En ce qui concerne les autres moyens dirigés contre la décision portant interdiction de retour sur le territoire français :
M. A… ne justifie pas, compte tenu de sa situation telle que décrite au point 11 et par les pièces qu’il produit, de circonstances humanitaires de nature à faire obstacle au prononcé d’une interdiction de retour sur le territoire français, et notamment « la réalité sanitaire » et « l’inexistence des soins en matière de traitement de l’hépatite B » dont il se prévaut en Côte d’Ivoire. Par ailleurs, les circonstances que le requérant n’a pas déjà fait l’objet d’une obligation de quitter le territoire français et que son comportement ne constitue pas une menace pour l’ordre public ne sauraient suffire à démontrer que l’autorité préfectorale aurait inexactement appliqué les dispositions de l’article L. 612-10 du code de l’entrée et du séjour des étrangers et du droit d’asile en fixant à un an la durée de l’interdiction de retour sur le territoire français prononcée à son encontre. Il s’ensuit que les moyens tirés du caractère injustifié de cette mesure ainsi que de ce qu’elle porte une atteinte disproportionnée à son droit au respect de sa vie privée et familiale doivent, tous deux, être écartés.
Il résulte de tout ce qui précède que les conclusions à fin d’annulation présentées par M. A… doivent être rejetées. Il en va de même, par voie de conséquence, des conclusions relatives aux frais de l’instance.
D É C I D E :
Article 1er : La requête de M. A… est rejetée.
Article 2 : Le présent jugement sera notifié à M. C… A… et au préfet du Nord.

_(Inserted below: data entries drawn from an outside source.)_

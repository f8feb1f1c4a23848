/*!

An ordered bag of [`Term`]s over distinct variables: `Σ coefficient * x[variable]`.

Terms are kept sorted by ascending variable id. That ordering is never
exploited inside this module for anything but `simplify`'s zero-removal, but
it is load-bearing for the merge `Equation::substitute` performs against a
`DeducedEquation`'s right-hand sum -- both sides assume a sorted merge is
possible, so every mutation here that could disturb the order is written to
preserve it instead.

*/

use std::cmp::Ordering;
use std::fmt;

use crate::bigint::BigInt;
use crate::error::Result;
use crate::term::Term;
use crate::variable::VariableId;

/// `Σ coefficient_i * x[variable_i]`, terms kept sorted by variable id.
#[derive(Clone, Debug, Default, PartialEq, Eq)]
pub struct Sum {
    terms: Vec<Term>,
}

impl Sum {
    pub fn new(terms: Vec<Term>) -> Self {
        Sum { terms }
    }

    pub fn empty() -> Self {
        Sum { terms: Vec::new() }
    }

    pub fn terms(&self) -> &[Term] {
        &self.terms
    }

    pub fn is_empty(&self) -> bool {
        self.terms.iter().all(Term::is_zero)
    }

    /// Appends a term. The caller is responsible for keeping variable ids
    /// unique within the sum and, if order matters to later consumers,
    /// inserted in ascending order.
    pub fn add_term(&mut self, term: Term) {
        self.terms.push(term);
    }

    /// The term with the smallest nonzero `|coefficient|`. Ties go to the
    /// first occurrence. `None` on an all-zero sum.
    pub fn lowest_coefficient_term(&self) -> Option<&Term> {
        self.terms
            .iter()
            .filter(|t| !t.is_zero())
            .min_by(|a, b| a.coefficient.abs_cmp(&b.coefficient))
    }

    /// The term with the largest `|coefficient|`, skipping zeros. Not on the
    /// solver's pivot-selection path; kept for parity with the reference
    /// engine's diagnostic output.
    pub fn highest_coefficient_term(&self) -> Option<&Term> {
        self.terms
            .iter()
            .filter(|t| !t.is_zero())
            .max_by(|a, b| a.coefficient.abs_cmp(&b.coefficient))
    }

    /// Deletes zero-coefficient terms, then divides every remaining
    /// coefficient by their gcd. Returns the gcd, or `None` if nothing was
    /// left (the sum was identically zero).
    pub fn simplify(&mut self) -> Option<BigInt> {
        self.terms.retain(|t| !t.is_zero());

        let mut gcd = BigInt::zero();
        for term in &self.terms {
            gcd = BigInt::gcd(&gcd, &term.coefficient);
        }

        if gcd.is_zero() {
            return None;
        }

        for term in &mut self.terms {
            // Exact by construction: gcd divides every remaining coefficient.
            term.divide_coefficient_by(&gcd)
                .expect("gcd is nonzero and divides every coefficient");
        }

        Some(gcd)
    }

    pub fn divide_coefficients_by(&mut self, divisor: &BigInt) -> Result<()> {
        for term in &mut self.terms {
            term.divide_coefficient_by(divisor)?;
        }
        Ok(())
    }

    /// Replaces each coefficient `a` with `sym_mod(a, modulus)`. May leave
    /// zero-coefficient slots behind; callers that need a clean sum should
    /// `simplify` afterwards.
    pub fn coefficients_modulo(&mut self, modulus: &BigInt) -> Result<()> {
        for term in &mut self.terms {
            term.coefficient_modulo(modulus)?;
        }
        Ok(())
    }

    /// Finds the term for `variable`, zeroes its coefficient in place (the
    /// slot stays, preserving order), and returns the coefficient it had.
    pub fn set_coefficient_of_variable_to_zero(&mut self, variable: VariableId) -> Option<BigInt> {
        let term = self.terms.iter_mut().find(|t| t.variable == variable)?;
        let old = term.coefficient.clone();
        term.set_coefficient_to_zero();
        Some(old)
    }

    /// Merges `self` with `other`'s terms, scaling `other`'s coefficients by
    /// `scale` as they're folded in, assuming both lists are sorted by
    /// ascending variable id. Matching variables combine additively; a
    /// resulting zero coefficient drops the term. Used by
    /// [`crate::Equation::substitute`] to fold a deduced equation's
    /// right-hand sum into an equation's left side.
    pub(crate) fn merge_scaled(&self, other: &Sum, scale: &BigInt) -> Sum {
        let mut merged = Vec::with_capacity(self.terms.len() + other.terms.len());
        let mut left = self.terms.iter().peekable();
        let mut right = other.terms.iter().peekable();

        loop {
            match (left.peek(), right.peek()) {
                (Some(l), Some(r)) => match l.variable.cmp(&r.variable) {
                    Ordering::Less => {
                        if !l.is_zero() {
                            merged.push((*l).clone());
                        }
                        left.next();
                    }
                    Ordering::Greater => {
                        let coefficient = &r.coefficient * scale;
                        if !coefficient.is_zero() {
                            merged.push(Term::new(coefficient, r.variable));
                        }
                        right.next();
                    }
                    Ordering::Equal => {
                        let coefficient = &l.coefficient + &(&r.coefficient * scale);
                        if !coefficient.is_zero() {
                            merged.push(Term::new(coefficient, l.variable));
                        }
                        left.next();
                        right.next();
                    }
                },
                (Some(l), None) => {
                    if !l.is_zero() {
                        merged.push((*l).clone());
                    }
                    left.next();
                }
                (None, Some(r)) => {
                    let coefficient = &r.coefficient * scale;
                    if !coefficient.is_zero() {
                        merged.push(Term::new(coefficient, r.variable));
                    }
                    right.next();
                }
                (None, None) => break,
            }
        }

        Sum::new(merged)
    }
}

impl fmt::Display for Sum {
    fn fmt(&self, f: &mut fmt::Formatter<'_>) -> fmt::Result {
        if self.terms.is_empty() {
            return write!(f, "0");
        }
        for (i, term) in self.terms.iter().enumerate() {
            if i > 0 {
                write!(f, " + ")?;
            }
            write!(f, "{term}")?;
        }
        Ok(())
    }
}

#[cfg(test)]
mod tests {
    use super::*;

    fn term(c: i64, v: usize) -> Term {
        Term::new(BigInt::from(c), VariableId(v))
    }

    #[test]
    fn simplify_divides_by_gcd() {
        let mut sum = Sum::new(vec![term(4, 0), term(8, 1), term(16, 2)]);
        let gcd = sum.simplify().unwrap();
        assert_eq!(gcd, BigInt::from(4));
        assert_eq!(sum.terms()[0].coefficient, BigInt::from(1));
        assert_eq!(sum.terms()[1].coefficient, BigInt::from(2));
        assert_eq!(sum.terms()[2].coefficient, BigInt::from(4));
    }

    #[test]
    fn simplify_of_all_zero_sum_is_none() {
        let mut sum = Sum::new(vec![term(0, 0), term(0, 1)]);
        assert!(sum.simplify().is_none());
        assert!(sum.terms().is_empty());
    }

    #[test]
    fn lowest_coefficient_term_skips_zero() {
        let sum = Sum::new(vec![term(0, 0), term(-3, 1), term(2, 2)]);
        assert_eq!(sum.lowest_coefficient_term().unwrap().variable, VariableId(2));
    }

    #[test]
    fn highest_coefficient_term_skips_zero() {
        let sum = Sum::new(vec![term(0, 0), term(-3, 1), term(7, 2)]);
        assert_eq!(sum.highest_coefficient_term().unwrap().variable, VariableId(2));
    }

    #[test]
    fn set_coefficient_of_variable_to_zero_keeps_slot() {
        let mut sum = Sum::new(vec![term(5, 0), term(7, 1)]);
        let old = sum.set_coefficient_of_variable_to_zero(VariableId(0)).unwrap();
        assert_eq!(old, BigInt::from(5));
        assert_eq!(sum.terms().len(), 2);
        assert!(sum.terms()[0].is_zero());
    }

    #[test]
    fn set_coefficient_of_variable_to_zero_absent_returns_none() {
        let mut sum = Sum::new(vec![term(5, 0)]);
        assert!(sum.set_coefficient_of_variable_to_zero(VariableId(9)).is_none());
    }

    #[test]
    fn merge_scaled_combines_matching_variables_and_drops_cancellation() {
        let left = Sum::new(vec![term(3, 0), term(5, 2)]);
        let right = Sum::new(vec![term(-3, 0), term(1, 1)]);
        let merged = left.merge_scaled(&right, &BigInt::from(1));
        // x0: 3 + (-3)*1 = 0 -> dropped. x1: 0 + 1*1 = 1. x2: 5 + 0 = 5.
        assert_eq!(merged.terms().len(), 2);
        assert_eq!(merged.terms()[0].variable, VariableId(1));
        assert_eq!(merged.terms()[1].variable, VariableId(2));
    }

    #[test]
    fn merge_scaled_preserves_ascending_order() {
        let left = Sum::new(vec![term(1, 0), term(1, 3)]);
        let right = Sum::new(vec![term(1, 1), term(1, 2)]);
        let merged = left.merge_scaled(&right, &BigInt::from(2));
        let ids: Vec<usize> = merged.terms().iter().map(|t| t.variable.index()).collect();
        assert_eq!(ids, vec![0, 1, 2, 3]);
    }
}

Délibéré après l’audience du 4 décembre 2025, à laquelle siégeaient :
- Mme Féménia, présidente,
- M. Perrin, premier conseiller,
- Mme Beaucourt, conseillère.
Rendu public par mise à disposition au greffe le 19 décembre 2025.
La rapporteure,
Signé
P. Beaucourt
La présidente,
Signé
J. Féménia
La greffière,
Signé
O. Monget
La République mande et ordonne au préfet du Nord en ce qui le concerne ou à tous commissaires de justice à ce requis en ce qui concerne les voies de droit commun contre les parties privées, de pourvoir à l’exécution de la présente décision.